Political operatives in Texas have long seen a pattern they call "the Mark of Rove." Level an opponent, leave no evidence.
A decade ago, Mr. McDonald was advising Democrat Lena Guerrero, a rising political star, when Mr. Rove leaked word to a reporter that Ms. Guerrero, whose resume claimed she was a Phi Beta Kappa graduate of the University of Texas, didn't even have a degree.
The leak, and subsequent firestorm of publicity, damaged Ms. Guerrero, a railroad commissioner, and a Rove client defeated her.

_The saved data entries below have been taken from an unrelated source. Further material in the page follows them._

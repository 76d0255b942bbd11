//! Health check response body.

use serde::Serialize;

#[derive(Debug, Clone, Copy, PartialEq, Eq, Serialize)]
#[serde(rename_all = "lowercase")]
pub enum ServiceStatus {
    Healthy,
    Degraded,
}

#[derive(Debug, Serialize)]
pub struct HealthResponse {
    pub status: ServiceStatus,
    pub version: &'static str,
    pub checks: HealthChecks,
}

#[derive(Debug, Serialize)]
pub struct HealthChecks {
    pub storage: ComponentCheck,
}

/// Result of probing one dependency.
#[derive(Debug, Serialize)]
pub struct ComponentCheck {
    pub ok: bool,
    #[serde(skip_serializing_if = "Option::is_none")]
    pub error: Option<String>,
}

impl ComponentCheck {
    pub fn passed() -> Self {
        Self {
            ok: true,
            error: None,
        }
    }

    pub fn failed(error: impl Into<String>) -> Self {
        Self {
            ok: false,
            error: Some(error.into()),
        }
    }
}
//! Request extractors that report failures as [`AppError`].
//!
//! Axum's built-in rejections answer with plain-text bodies. These wrappers
//! keep every failure in the `{"error": ...}` shape.

use axum::{
    Json,
    extract::{FromRequest, Request, rejection::JsonRejection},
};

use crate::error::AppError;

/// JSON body extractor whose rejection is [`AppError::Validation`].
#[derive(Debug, Clone, Copy, Default)]
pub struct ApiJson<T>(pub T);

impl<T, S> FromRequest<S> for ApiJson<T>
where
    Json<T>: FromRequest<S, Rejection = JsonRejection>,
    S: Send + Sync,
{
    type Rejection = AppError;

    async fn from_request(req: Request, state: &S) -> Result<Self, Self::Rejection> {
        let Json(value) = Json::<T>::from_request(req, state)
            .await
            .map_err(|rejection| AppError::validation(rejection.body_text()))?;

        Ok(Self(value))
    }
}

/// Parses an account id taken from the request path.
///
/// # Errors
///
/// Returns [`AppError::BadRequest`] if `raw` is not an integer.
pub fn parse_account_id(raw: &str) -> Result<i64, AppError> {
    raw.parse::<i64>()
        .map_err(|_| AppError::bad_request(format!("invalid id given {raw}")))
}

In the 1986 governor's race in which he represented Republican Bill Clements, Mr. Rove announced he had found an electronic listening device in his office.
The controversy, coming on the eve of a key debate, helped Mr. Clements unseat incumbent Mark White.

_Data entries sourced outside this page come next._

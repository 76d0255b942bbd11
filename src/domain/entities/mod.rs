//! Core domain entities.
//!
//! Entities are plain data structures. Unsaved records use a separate type:
//! [`NewAccount`] is what gets persisted, [`Account`] is what comes back with
//! its storage-assigned id.

pub mod account;

pub use account::{Account, NewAccount};
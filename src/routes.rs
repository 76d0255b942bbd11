//! Top-level router configuration.
//!
//! # Route Structure
//!
//! - `GET  /health`                  - Health check (public)
//! - `GET|POST /account`             - Account listing and creation (public)
//! - `POST /transfer`                - Transfer placeholder (public)
//! - `GET|DELETE /account/{id}`      - Single account (`x-jwt-token` required)
//!
//! # Middleware
//!
//! - **Tracing** - Structured request/response logging
//! - **Authentication** - JWT in the `x-jwt-token` header on protected routes
//!
//! Rate limiting and path normalization are added in [`crate::server::run`]
//! because they depend on the connection setup.

use crate::api;
use crate::api::handlers::health_handler;
use crate::api::middleware::{auth, tracing};
use crate::state::AppState;
use axum::routing::get;
use axum::{Router, middleware};

/// Constructs the application router with all routes and middleware.
pub fn app_router(state: AppState) -> Router {
    let protected = api::routes::protected_routes()
        .route_layer(middleware::from_fn_with_state(state.clone(), auth::layer));

    Router::new()
        .route("/health", get(health_handler))
        .merge(api::routes::public_routes())
        .merge(protected)
        .with_state(state)
        .layer(tracing::layer())
}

Many Texas Democrats believe the episode was a political dirty trick. Mr. Rove denied he concocted the story.
In 1990, Mr. Rove recruited a little-known West Texas legislator named Rick Perry to challenge Agriculture Commissioner Jim Hightower. Stories leaked to newspapers questioned ethical practices within Mr. Hightower's agency, prompting an FBI investigation.

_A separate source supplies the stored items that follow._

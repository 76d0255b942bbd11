//! API route configuration.
//!
//! Routes are split into a public and a protected router so the
//! authentication middleware can be attached to the latter only.

use crate::api::handlers::{
    create_account_handler, delete_account_handler, get_account_handler, list_accounts_handler,
    method_not_allowed_handler, transfer_handler,
};
use crate::state::AppState;
use axum::{
    Router,
    routing::{get, post},
};

/// Routes reachable without a token.
///
/// # Endpoints
///
/// - `GET    /account`   - List accounts
/// - `POST   /account`   - Create an account
/// - `POST   /transfer`  - Echo a transfer request
pub fn public_routes() -> Router<AppState> {
    Router::new()
        .route(
            "/account",
            get(list_accounts_handler)
                .post(create_account_handler)
                .fallback(method_not_allowed_handler),
        )
        .route(
            "/transfer",
            post(transfer_handler).fallback(method_not_allowed_handler),
        )
}

/// Routes requiring an `x-jwt-token` header.
///
/// # Endpoints
///
/// - `GET    /account/{id}` - Fetch one account
/// - `DELETE /account/{id}` - Delete one account
pub fn protected_routes() -> Router<AppState> {
    Router::new().route(
        "/account/{id}",
        get(get_account_handler)
            .delete(delete_account_handler)
            .fallback(method_not_allowed_handler),
    )
}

Two Agriculture Department officials went to prison, and Mr. Hightower, who was not charged with wrongdoing, lost the election.
Four years later, when Mr. Rove directed Mr. Bush's first run for governor, a whisper campaign in East Texas targeted incumbent Ann Richards' appointment of gays in her administration. Mr. Rove said he was not involved, but analysts said the incident damaged Ms. Richards' re-election chances.
And in the 2000 presidential race, Mr. Bush faced a serious challenge in the Republican primary from Sen. John McCain. Bush allies questioned whether years as a prisoner of war in Vietnam had left Mr. McCain temperamentally ill-suited for the presidency.
Mr. Rove said he played no role in the attack on Mr. McCain. He also denied involvement in last year's successful attack by an independent group, Swift Boat Veterans for Truth, on Democrat John Kerry's service in Vietnam.
Much of the early money bankrolling the Swift Boat Veterans, though, came from a Houston homebuilder whom Mr. Rove recruited two decades ago to help bankroll the emerging Texas GOP.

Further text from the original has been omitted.